El precio de la canasta básica alimentaria continúa avanzando por encima del promedio general de inflación. Factores como el costo del transporte, la volatilidad del dólar, la intermediación en cadenas de distribución y la presión sobre combustibles empujan a los alimentos esenciales a niveles difíciles de sostener para una gran parte de la población. Comerciantes minoristas reportan caídas en el volumen de ventas, pero aumentos en la frecuencia de compras pequeñas, un indicador típico de hogares que viven día a día.

Los comedores comunitarios y escolares están experimentando una demanda récord. Organizaciones sociales y municipios advierten que, sin refuerzos presupuestarios, muchos de estos espacios podrían no cubrir las necesidades crecientes. El sistema de asistencia alimentaria, que debería funcionar como red de contención, enfrenta limitaciones logísticas, escasez de insumos y demoras administrativas que afectan su eficacia.

En paralelo, la producción de alimentos también enfrenta su propio conjunto de tensiones. La falta de previsibilidad económica dificulta inversiones en almacenamiento, transporte refrigerado y tecnologías para reducir pérdidas postcosecha. En el caso de frutas y verduras, hasta un 40% de la producción puede perderse antes de llegar a las góndolas, un desperdicio que agrava la relación entre oferta disponible y precios al consumidor.

Las políticas públicas orientadas a controlar precios o subsidiar el consumo muestran resultados dispares. Si bien algunos programas logran contener aumentos en productos puntuales, no alcanzan a revertir el deterioro estructural del poder de compra. Expertos señalan que la clave para mejorar la seguridad alimentaria pasa por fortalecer la producción local, mejorar la logística, coordinar controles y desarrollar estrategias nutricionales de largo plazo.
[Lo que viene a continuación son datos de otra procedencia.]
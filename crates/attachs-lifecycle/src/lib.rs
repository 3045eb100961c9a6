//! # attachs-lifecycle
//!
//! Attachment lifecycle engine for Attachs RS.
//!
//! ## Features
//!
//! - `uploading -> processing -> processed` state machine
//! - Deterministic storage paths (content hash or obfuscated style names)
//! - Style resolution from an owner registry plus global styles
//! - Storage abstraction (local filesystem, in-memory)
//! - Processing with write-then-publish ordering, reprocessing and repair
//! - Sweeping of unattached attachments and orphaned objects
//!
//! ## Example
//!
//! ```rust,ignore
//! use attachs_lifecycle::*;
//! use std::sync::Arc;
//!
//! let config = attachs_core::AttachsConfig::default();
//! let processor = AttachmentProcessor::new(
//!     Arc::new(MemoryAttachmentStore::new()),
//!     Arc::new(MemoryStorage::new()),
//!     Arc::new(PassthroughTransformer),
//!     KeyDeriver::from_config(&config),
//!     StyleRegistry::new(Arc::new(registry), &config),
//! );
//! let service = AttachmentService::new(Arc::new(processor), &config);
//!
//! let attachment = service
//!     .upload_and_process(NewUpload::new("User", "avatar", "me.png", data))
//!     .await?;
//! let attachment = service.attach(attachment.id.unwrap(), user_id).await?;
//! let thumb_url = service.url(&attachment, Some("thumb"));
//! ```

pub mod describe;
pub mod error;
pub mod hooks;
pub mod inspect;
pub mod keys;
pub mod model;
pub mod processor;
pub mod service;
pub mod storage;
pub mod store;
pub mod styles;
pub mod sweeper;
pub mod transform;

pub use describe::{DescriptionCatalog, Describer, Interpolations, OwnerRecord, StaticCatalog};
pub use error::{AttachmentError, AttachmentResult};
pub use hooks::{Observers, ProcessingObserver};
pub use inspect::inspect;
pub use keys::{KeyDeriver, StoredKey};
pub use model::{Attachment, AttachmentState, NewUpload, ProcessedMetadata};
pub use processor::{AttachmentProcessor, BatchReport, ReprocessReport};
pub use service::AttachmentService;
pub use storage::{
    FileMetadata, LocalStorage, MemoryStorage, StorageBackend, StorageError, StorageResult,
    StoredObject, UrlOptions,
};
pub use store::{AttachmentStore, MemoryAttachmentStore};
pub use styles::{
    AttachableRegistry, OwnerRef, SlotOptions, StaticRegistry, StyleRegistry, StyleSet, StyleSpec,
    ORIGINAL,
};
pub use sweeper::{LifecycleSweeper, SweepReport};
pub use transform::{PassthroughTransformer, TransformError, Transformer};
Hacia adelante, la seguridad alimentaria exige un abordaje integral que combine economía, salud y desarrollo social. La accesibilidad a alimentos nutritivos debería ser un pilar central de cualquier estrategia de inclusión, especialmente en un país que produce excedentes agrícolas pero enfrenta crecientes problemas de acceso y calidad alimentaria. Sin una política sostenida y multisectorial, el riesgo es que la crisis nutricional se convierta en una deuda estructural que comprometa a toda una generación.